Given records -
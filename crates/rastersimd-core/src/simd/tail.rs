//! Tail-mask construction.
//!
//! Every kernel splits a row into `body = align_lo(width, V)` full vectors and
//! a remainder of `width - body` elements. The remainder is handled by one
//! final vector placed at `width - V` (overlapping the body) whose lanes that
//! were already processed are masked off. When `width` is a multiple of `V`
//! the tail step is skipped entirely.
//!
//! Two mask flavors are provided:
//! - bit masks (`tail_mask_*`) for ISAs with predicate registers (AVX-512),
//!   selecting the first `count` lanes of a masked load/store;
//! - byte masks (`right_not_zero`, `left_not_zero`) loaded into ordinary
//!   vectors and applied with a bitwise AND.

/// Zeros, then 0xFF, then zeros. Windows of this table form every byte mask.
static MASK_TABLE: [u8; 192] = {
    let mut table = [0u8; 192];
    let mut i = 64;
    while i < 128 {
        table[i] = 0xFF;
        i += 1;
    }
    table
};

/// Largest vector width, in bytes, a byte mask can describe.
pub const MAX_MASK_BYTES: usize = 64;

/// Bit mask selecting the first `count` lanes of a 64-lane vector.
#[inline]
#[must_use]
pub const fn tail_mask_64(count: usize) -> u64 {
    debug_assert!(count <= 64);
    if count >= 64 {
        u64::MAX
    } else {
        (1u64 << count) - 1
    }
}

/// Bit mask selecting the first `count` lanes of a 32-lane vector.
#[inline]
#[must_use]
#[allow(clippy::cast_possible_truncation)] // count <= 32 keeps the value within u32
pub const fn tail_mask_32(count: usize) -> u32 {
    tail_mask_64(if count > 32 { 32 } else { count }) as u32
}

/// Bit mask selecting the first `count` lanes of a 16-lane vector.
#[inline]
#[must_use]
#[allow(clippy::cast_possible_truncation)] // count <= 16 keeps the value within u16
pub const fn tail_mask_16(count: usize) -> u16 {
    tail_mask_64(if count > 16 { 16 } else { count }) as u16
}

/// `vector` bytes whose LAST `count` bytes are 0xFF and the rest zero.
///
/// Applied to the overlapping final vector at `width - vector`, this keeps
/// exactly the `count = width - body` elements the body loop did not cover.
#[inline]
#[must_use]
pub fn right_not_zero(count: usize, vector: usize) -> &'static [u8] {
    assert!(vector <= MAX_MASK_BYTES && count <= vector);
    let start = 64 - (vector - count);
    &MASK_TABLE[start..start + vector]
}

/// `vector` bytes whose FIRST `count` bytes are 0xFF and the rest zero.
#[inline]
#[must_use]
pub fn left_not_zero(count: usize, vector: usize) -> &'static [u8] {
    assert!(vector <= MAX_MASK_BYTES && count <= vector);
    let start = 128 - count;
    &MASK_TABLE[start..start + vector]
}

/// Number of leftover elements after the vector body of `width`.
#[inline]
#[must_use]
pub const fn tail_len(width: usize, lanes: usize) -> usize {
    width - crate::memory::align_lo(width, lanes)
}
//! Shared fixtures for unit tests.

use rand::rngs::StdRng;
use rand::{Rng, SeedableRng};

use crate::memory::{align_hi, AlignedBuffer, Element, SIMD_ALIGN};
use crate::view::{Raster, RasterMut};

/// Widths around every vector boundary up to 64 bytes, plus a long row.
pub(crate) const BOUNDARY_WIDTHS: [usize; 13] = [1, 3, 15, 16, 17, 31, 32, 33, 63, 64, 65, 100, 257];

pub(crate) fn random_bytes(len: usize, seed: u64) -> Vec<u8> {
    let mut rng = StdRng::seed_from_u64(seed);
    (0..len).map(|_| rng.gen()).collect()
}

pub(crate) fn random_f32(len: usize, seed: u64, lo: f32, hi: f32) -> Vec<f32> {
    let mut rng = StdRng::seed_from_u64(seed);
    (0..len).map(|_| rng.gen_range(lo..hi)).collect()
}

/// Raster stored in an aligned allocation, starting `offset` elements in.
///
/// With `offset == 0` the view is vector-aligned for every ISA; any other
/// offset makes it unaligned, which exercises the `ALIGN = false` bodies.
pub(crate) struct TestImage<T: Element> {
    buffer: AlignedBuffer<T>,
    offset: usize,
    stride: usize,
    width: usize,
    height: usize,
}

impl<T: Element> TestImage<T> {
    pub(crate) fn new(width: usize, height: usize, offset: usize) -> Self {
        let lanes = SIMD_ALIGN / std::mem::size_of::<T>();
        let stride = align_hi(width.max(1), lanes);
        let buffer = AlignedBuffer::new(offset + stride * height).expect("test allocation");
        Self {
            buffer,
            offset,
            stride,
            width,
            height,
        }
    }

    pub(crate) fn from_fn(
        width: usize,
        height: usize,
        offset: usize,
        mut f: impl FnMut(usize, usize) -> T,
    ) -> Self {
        let mut image = Self::new(width, height, offset);
        for y in 0..height {
            let start = offset + y * image.stride;
            for x in 0..width {
                image.buffer[start + x] = f(x, y);
            }
        }
        image
    }

    pub(crate) fn from_slice(width: usize, height: usize, offset: usize, data: &[T]) -> Self {
        Self::from_fn(width, height, offset, |x, y| data[y * width + x])
    }

    pub(crate) fn view(&self) -> Raster<'_, T> {
        Raster::new(&self.buffer[self.offset..], self.stride, self.width, self.height)
            .expect("valid test raster")
    }

    pub(crate) fn view_mut(&mut self) -> RasterMut<'_, T> {
        RasterMut::new(
            &mut self.buffer[self.offset..],
            self.stride,
            self.width,
            self.height,
        )
        .expect("valid test raster")
    }

    /// Valid pixels in row-major order, padding dropped.
    pub(crate) fn pixels(&self) -> Vec<T> {
        let view = self.view();
        (0..self.height).flat_map(|y| view.row(y).to_vec()).collect()
    }
}

/// Random byte image.
pub(crate) fn random_image(width: usize, height: usize, offset: usize, seed: u64) -> TestImage<u8> {
    let data = random_bytes(width * height, seed);
    TestImage::from_slice(width, height, offset, &data)
}

pub(crate) fn assert_close(actual: &[f32], expected: &[f32], tolerance: f32) {
    assert_eq!(actual.len(), expected.len());
    for (i, (a, e)) in actual.iter().zip(expected).enumerate() {
        assert!(
            (a - e).abs() <= tolerance * e.abs().max(1.0),
            "element {i}: got {a}, expected {e}"
        );
    }
}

Your instructions - All that is needed is the exact run of lines above from the line containing "usize, data: &[T])" through the line containing "pub(crate) fn view(&self)", both of them included.

Exercise solution -
    pub(crate) fn from_slice(width: usize, height: usize, offset: usize, data: &[T]) -> Self {
        Self::from_fn(width, height, offset, |x, y| data[y * width + x])
    }

    pub(crate) fn view(&self) -> Raster<'_, T> {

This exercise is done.